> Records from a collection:
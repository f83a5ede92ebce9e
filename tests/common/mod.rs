//! Shared utilities for integration testing.

use std::net::SocketAddr;
use std::sync::Arc;

use tokio::net::TcpListener;

use vitals::flags::{Attributes, FlagState, SharedTreatmentClient, TreatmentClient};
use vitals::http::HttpServer;
use vitals::lifecycle::Shutdown;
use vitals::VitalsConfig;

/// Treatment client returning one fixed treatment for every lookup.
pub struct StaticClient(pub &'static str);

impl TreatmentClient for StaticClient {
    fn treatment(
        &self,
        _user_key: &str,
        _flag_key: &str,
        _attributes: Option<&Attributes>,
    ) -> String {
        self.0.to_string()
    }
}

/// Flag state wrapping a fixed-treatment client.
pub fn static_flag_state(treatment: &'static str) -> FlagState {
    let client: SharedTreatmentClient = Arc::new(StaticClient(treatment));
    FlagState::ready(client)
}

/// Spawn a vitals server on an ephemeral port.
///
/// Returns the bound address and the shutdown handle; trigger it to stop the
/// server at the end of the test.
pub async fn spawn_server(config: VitalsConfig, flags: FlagState) -> (SocketAddr, Shutdown) {
    let listener = TcpListener::bind("127.0.0.1:0").await.unwrap();
    let addr = listener.local_addr().unwrap();

    let shutdown = Shutdown::new();
    let server = HttpServer::new(config, flags);
    let rx = shutdown.subscribe();
    tokio::spawn(async move {
        let _ = server.run(listener, rx).await;
    });

    (addr, shutdown)
}

/// Assert the user key matches `user-key-<n>` with `n` in `[1, 1000]`.
#[allow(dead_code)]
pub fn assert_user_key_format(user_key: &str) {
    let n: u32 = user_key
        .strip_prefix("user-key-")
        .unwrap_or_else(|| panic!("unexpected user key format: {user_key}"))
        .parse()
        .unwrap_or_else(|_| panic!("non-numeric user key suffix: {user_key}"));
    assert!((1..=1000).contains(&n), "user key suffix {n} out of range");
}
//! HTTP server setup.
//!
//! # Responsibilities
//! - Create Axum Router with all handlers
//! - Wire up middleware (tracing, timeout, request ID)
//! - Bind server to listener
//! - Graceful shutdown on signal

use std::sync::Arc;
use std::time::Duration;

use axum::routing::get;
use axum::Router;
use tokio::net::TcpListener;
use tokio::sync::broadcast;
use tower_http::request_id::{PropagateRequestIdLayer, SetRequestIdLayer};
use tower_http::timeout::TimeoutLayer;
use tower_http::trace::TraceLayer;

use crate::config::VitalsConfig;
use crate::flags::FlagState;
use crate::http::health;
use crate::http::info;
use crate::http::request::UuidRequestId;

/// Application state injected into handlers.
///
/// Everything here is read-only after startup; requests share it via `Arc`.
#[derive(Clone)]
pub struct AppState {
    /// Hostname reported by the info endpoint, resolved once at startup.
    pub hostname: String,
    pub config: Arc<VitalsConfig>,
    pub flags: Arc<FlagState>,
}

/// HTTP server for the diagnostics service.
pub struct HttpServer {
    router: Router,
}

impl HttpServer {
    /// Create a new HTTP server with the given configuration and flag state.
    pub fn new(config: VitalsConfig, flags: FlagState) -> Self {
        let state = AppState {
            hostname: config.resolved_hostname(),
            config: Arc::new(config),
            flags: Arc::new(flags),
        };

        let router = Self::build_router(state);
        Self { router }
    }

    /// Build the Axum router with all middleware layers.
    fn build_router(state: AppState) -> Router {
        let request_timeout =
            Duration::from_secs(state.config.listener.request_timeout_secs);

        Router::new()
            .route("/api/info", get(info::info_handler))
            .route("/healthz", get(health::healthz))
            .with_state(state)
            .layer(TimeoutLayer::new(request_timeout))
            .layer(PropagateRequestIdLayer::x_request_id())
            .layer(SetRequestIdLayer::x_request_id(UuidRequestId))
            .layer(TraceLayer::new_for_http())
    }

    /// Run the server, accepting connections on the given listener until the
    /// shutdown channel fires.
    pub async fn run(
        self,
        listener: TcpListener,
        mut shutdown: broadcast::Receiver<()>,
    ) -> Result<(), std::io::Error> {
        let addr = listener.local_addr()?;
        tracing::info!(address = %addr, "HTTP server starting");

        axum::serve(listener, self.router)
            .with_graceful_shutdown(async move {
                let _ = shutdown.recv().await;
            })
            .await?;

        tracing::info!("HTTP server stopped");
        Ok(())
    }
}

> EXERCISE OBJECTIVE: An exact copy of all the records is the only acceptable answer.

> OUTPUT FOR THIS TASK:
repository f83a5ede92ebce9e
filename tests/common/mod.rs
//! Shared utilities for integration testing.

use std::net::SocketAddr;
use std::sync::Arc;

use tokio::net::TcpListener;

use vitals::flags::{Attributes, FlagState, SharedTreatmentClient, TreatmentClient};
use vitals::http::HttpServer;
use vitals::lifecycle::Shutdown;
use vitals::VitalsConfig;

/// Treatment client returning one fixed treatment for every lookup.
pub struct StaticClient(pub &'static str);

impl TreatmentClient for StaticClient {
    fn treatment(
        &self,
        _user_key: &str,
        _flag_key: &str,
        _attributes: Option<&Attributes>,
    ) -> String {
        self.0.to_string()
    }
}

/// Flag state wrapping a fixed-treatment client.
pub fn static_flag_state(treatment: &'static str) -> FlagState {
    let client: SharedTreatmentClient = Arc::new(StaticClient(treatment));
    FlagState::ready(client)
}

/// Spawn a vitals server on an ephemeral port.
///
/// Returns the bound address and the shutdown handle; trigger it to stop the
/// server at the end of the test.
pub async fn spawn_server(config: VitalsConfig, flags: FlagState) -> (SocketAddr, Shutdown) {
    let listener = TcpListener::bind("127.0.0.1:0").await.unwrap();
    let addr = listener.local_addr().unwrap();

    let shutdown = Shutdown::new();
    let server = HttpServer::new(config, flags);
    let rx = shutdown.subscribe();
    tokio::spawn(async move {
        let _ = server.run(listener, rx).await;
    });

    (addr, shutdown)
}

/// Assert the user key matches `user-key-<n>` with `n` in `[1, 1000]`.
#[allow(dead_code)]
pub fn assert_user_key_format(user_key: &str) {
    let n: u32 = user_key
        .strip_prefix("user-key-")
        .unwrap_or_else(|| panic!("unexpected user key format: {user_key}"))
        .parse()
        .unwrap_or_else(|_| panic!("non-numeric user key suffix: {user_key}"));
    assert!((1..=1000).contains(&n), "user key suffix {n} out of range");
}
//! HTTP server setup.
//!
//! # Responsibilities
//! - Create Axum Router with all handlers
//! - Wire up middleware (tracing, timeout, request ID)
//! - Bind server to listener
//! - Graceful shutdown on signal

use std::sync::Arc;
use std::time::Duration;

use axum::routing::get;
use axum::Router;
use tokio::net::TcpListener;
use tokio::sync::broadcast;
use tower_http::request_id::{PropagateRequestIdLayer, SetRequestIdLayer};
use tower_http::timeout::TimeoutLayer;
use tower_http::trace::TraceLayer;

use crate::config::VitalsConfig;
use crate::flags::FlagState;
use crate::http::health;
use crate::http::info;
use crate::http::request::UuidRequestId;

/// Application state injected into handlers.
///
/// Everything here is read-only after startup; requests share it via `Arc`.
#[derive(Clone)]
pub struct AppState {
    /// Hostname reported by the info endpoint, resolved once at startup.
    pub hostname: String,
    pub config: Arc<VitalsConfig>,
    pub flags: Arc<FlagState>,
}

/// HTTP server for the diagnostics service.
pub struct HttpServer {
    router: Router,
}

impl HttpServer {
    /// Create a new HTTP server with the given configuration and flag state.
    pub fn new(config: VitalsConfig, flags: FlagState) -> Self {
        let state = AppState {
            hostname: config.resolved_hostname(),
            config: Arc::new(config),
            flags: Arc::new(flags),
        };

        let router = Self::build_router(state);
        Self { router }
    }

    /// Build the Axum router with all middleware layers.
    fn build_router(state: AppState) -> Router {
        let request_timeout =
            Duration::from_secs(state.config.listener.request_timeout_secs);

        Router::new()
            .route("/api/info", get(info::info_handler))
            .route("/healthz", get(health::healthz))
            .with_state(state)
            .layer(TimeoutLayer::new(request_timeout))
            .layer(PropagateRequestIdLayer::x_request_id())
            .layer(SetRequestIdLayer::x_request_id(UuidRequestId))
            .layer(TraceLayer::new_for_http())
    }

    /// Run the server, accepting connections on the given listener until the
    /// shutdown channel fires.
    pub async fn run(
        self,
        listener: TcpListener,
        mut shutdown: broadcast::Receiver<()>,
    ) -> Result<(), std::io::Error> {
        let addr = listener.local_addr()?;
        tracing::info!(address = %addr, "HTTP server starting");

        axum::serve(listener, self.router)
            .with_graceful_shutdown(async move {
                let _ = shutdown.recv().await;
            })
            .await?;

        tracing::info!("HTTP server stopped");
        Ok(())
    }
}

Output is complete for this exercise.